### **Decision Trees**
https://scikit-learn.org/stable/modules/generated/sklearn.tree.DecisionTreeClassifier.html
Decision trees have high interpretability after being trained you can literally draw them.
Splits data on the feature which when split provides highest infomation gain.
*  clean data with **outliers and missing values**
*  use scikit-learn **pipelines**
*  use scikit-learn for **decision trees**
*  get and interpret **feature importances** of a tree-based model
*  understand why decision trees are useful to model **non-linear, non-monotonic** relationships and **feature interactions**

### Clean data outliners and missing values

In [0]:
# Check Pandas Profiling version
import pandas_profiling
pandas_profiling.__version__

In [0]:
# New code for Pandas Profiling version 2.4
from pandas_profiling import ProfileReport
profile = ProfileReport(train, minimal=True).to_notebook_iframe()

profile

In [0]:
def wrangle(X):
    """Wrangle train, validate, and test sets in the same way"""
    
    # Prevent SettingWithCopyWarning
    X = X.copy()
    
    # About 3% of the time, latitude has small values near zero,
    # outside Tanzania, so we'll treat these values like zero.
    X['latitude'] = X['latitude'].replace(-2e-08, 0)
    
    # When columns have zeros and shouldn't, they are like null values.
    # So we will replace the zeros with nulls, and impute missing values later.
    cols_with_zeros = ['longitude', 'latitude']
    for col in cols_with_zeros:
        X[col] = X[col].replace(0, np.nan)
            
    # quantity & quantity_group are duplicates, so drop one
    X = X.drop(columns='quantity_group')
    
    # return the wrangled dataframe
    return X


train = wrangle(train)
val = wrangle(val)
test = wrangle(test)

### Pipelines
We can combine steps with pipelines: Encode, Impute, Scale, Fit, Predict!

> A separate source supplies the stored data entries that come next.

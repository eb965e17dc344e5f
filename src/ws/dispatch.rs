//! Inbound dispatch
//!
//! - `MessageAssembler`: reassembles fragmented data frames
//! - `Handlers`: user callbacks, cloned out of the connection's lock and
//!   invoked without it

use bytes::{Bytes, BytesMut};
use serde_json::Value;
use std::sync::Arc;

use crate::core::{CloseFrame, Frame, Opcode};
use crate::{ErrorCode, WsError};

/// A complete inbound unit
#[derive(Debug, Clone, PartialEq, Eq)]
pub enum Inbound {
    Text(Bytes),
    Binary(Bytes),
    Ping(Bytes),
    Pong(Bytes),
    Close(CloseFrame),
}

/// Fragment reassembly for one connection
pub struct MessageAssembler {
    max_message_size: usize,
    /// Opcode of the message in progress
    opcode: Option<Opcode>,
    buf: BytesMut,
}

impl MessageAssembler {
    pub fn new(max_message_size: usize) -> Self {
        Self {
            max_message_size,
            opcode: None,
            buf: BytesMut::new(),
        }
    }

    /// Feed one decoded frame; returns a unit once it is complete
    ///
    /// Control frames pass straight through, including between fragments.
    pub fn push(&mut self, frame: Frame) -> Result<Option<Inbound>, WsError> {
        match frame.opcode {
            Opcode::Ping => Ok(Some(Inbound::Ping(frame.payload))),
            Opcode::Pong => Ok(Some(Inbound::Pong(frame.payload))),
            Opcode::Close => CloseFrame::parse(&frame.payload).map(|c| Some(Inbound::Close(c))),
            Opcode::Text | Opcode::Binary => {
                if self.opcode.is_some() {
                    return Err(WsError::InvalidFrame(
                        "new data frame while a fragmented message is in progress".to_string(),
                    ));
                }
                if frame.fin {
                    return Ok(Some(Self::complete(frame.opcode, frame.payload)));
                }
                self.opcode = Some(frame.opcode);
                self.buf.clear();
                self.buf.extend_from_slice(&frame.payload);
                Ok(None)
            }
            Opcode::Continuation => {
                let Some(opcode) = self.opcode else {
                    return Err(WsError::InvalidFrame(
                        "continuation frame without a message in progress".to_string(),
                    ));
                };
                let size = self.buf.len() + frame.payload.len();
                if size > self.max_message_size {
                    self.reset();
                    return Err(WsError::MessageTooLarge {
                        size: size as u64,
                        max: self.max_message_size,
                    });
                }
                self.buf.extend_from_slice(&frame.payload);
                if !frame.fin {
                    return Ok(None);
                }
                self.opcode = None;
                let payload = self.buf.split().freeze();
                Ok(Some(Self::complete(opcode, payload)))
            }
        }
    }

    /// Drop any partial message
    pub fn reset(&mut self) {
        self.opcode = None;
        self.buf.clear();
    }

    #[inline]
    pub fn in_progress(&self) -> bool {
        self.opcode.is_some()
    }

    fn complete(opcode: Opcode, payload: Bytes) -> Inbound {
        if opcode == Opcode::Binary {
            Inbound::Binary(payload)
        } else {
            Inbound::Text(payload)
        }
    }
}

pub type ConnectHandler = Arc<dyn Fn() + Send + Sync>;
pub type DisconnectHandler = Arc<dyn Fn(u16) + Send + Sync>;
pub type ErrorHandler = Arc<dyn Fn(ErrorCode, &str) + Send + Sync>;
pub type MessageHandler = Arc<dyn Fn(&Value) + Send + Sync>;
pub type RawMessageHandler = Arc<dyn Fn(&str) + Send + Sync>;
pub type BytesHandler = Arc<dyn Fn(&[u8]) + Send + Sync>;

/// Registered callbacks
#[derive(Default, Clone)]
pub struct Handlers {
    pub on_connect: Option<ConnectHandler>,
    pub on_disconnect: Option<DisconnectHandler>,
    pub on_error: Option<ErrorHandler>,
    pub on_message: Option<MessageHandler>,
    pub on_raw_message: Option<RawMessageHandler>,
    pub on_binary: Option<BytesHandler>,
    pub on_ping: Option<BytesHandler>,
    pub on_pong: Option<BytesHandler>,
}

impl Handlers {
    /// Raw text callback, then the JSON callback if the payload parses
    pub fn deliver_text(&self, payload: &[u8]) {
        if self.on_raw_message.is_none() && self.on_message.is_none() {
            return;
        }
        let text = String::from_utf8_lossy(payload);
        if let Some(cb) = &self.on_raw_message {
            cb(&text);
        }
        if let Some(cb) = &self.on_message {
            match serde_json::from_str::<Value>(&text) {
                Ok(value) => cb(&value),
                Err(e) => tracing::trace!(error = %e, "Message is not JSON"),
            }
        }
    }

    /// Binary callback, then the text path with the payload decoded lossily
    pub fn deliver_binary(&self, payload: &[u8]) {
        if let Some(cb) = &self.on_binary {
            cb(payload);
        }
        self.deliver_text(payload);
    }
}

Pipeline can be used to chain multiple estimators into one. This is useful as there is often a fixed sequence of steps in processing the data, for example feature selection, normalization and classification. Pipeline serves multiple purposes here:

*  **Convenience and encapsulation.** You only have to call fit and predict once on 
your data to fit a whole sequence of estimators.
*  **Joint parameter selection.** You can grid search over parameters of all estimators in the pipeline at once.
*  **Safety.** Pipelines help avoid leaking statistics from your test data into the trained model in cross-validation, by ensuring that the same samples are used to train the transformers and predictors.

In [0]:
pipeline = make_pipeline(
    ce.OneHotEncoder(use_cat_names=True),
    SimpleImputer(strategy='mean'),
    StandardScaler(),
    LogisticRegression(max_iter=1000)
)
# Fit on train
pipeline.fit(X_train, y_train)

# Score on val
print('Validation Accuracy', pipeline.score(X_val, y_val))

# Predict on test
y_pred = pipeline.predict(X_test)

Get and plot coefficients
This is slightly harder when using pipelines.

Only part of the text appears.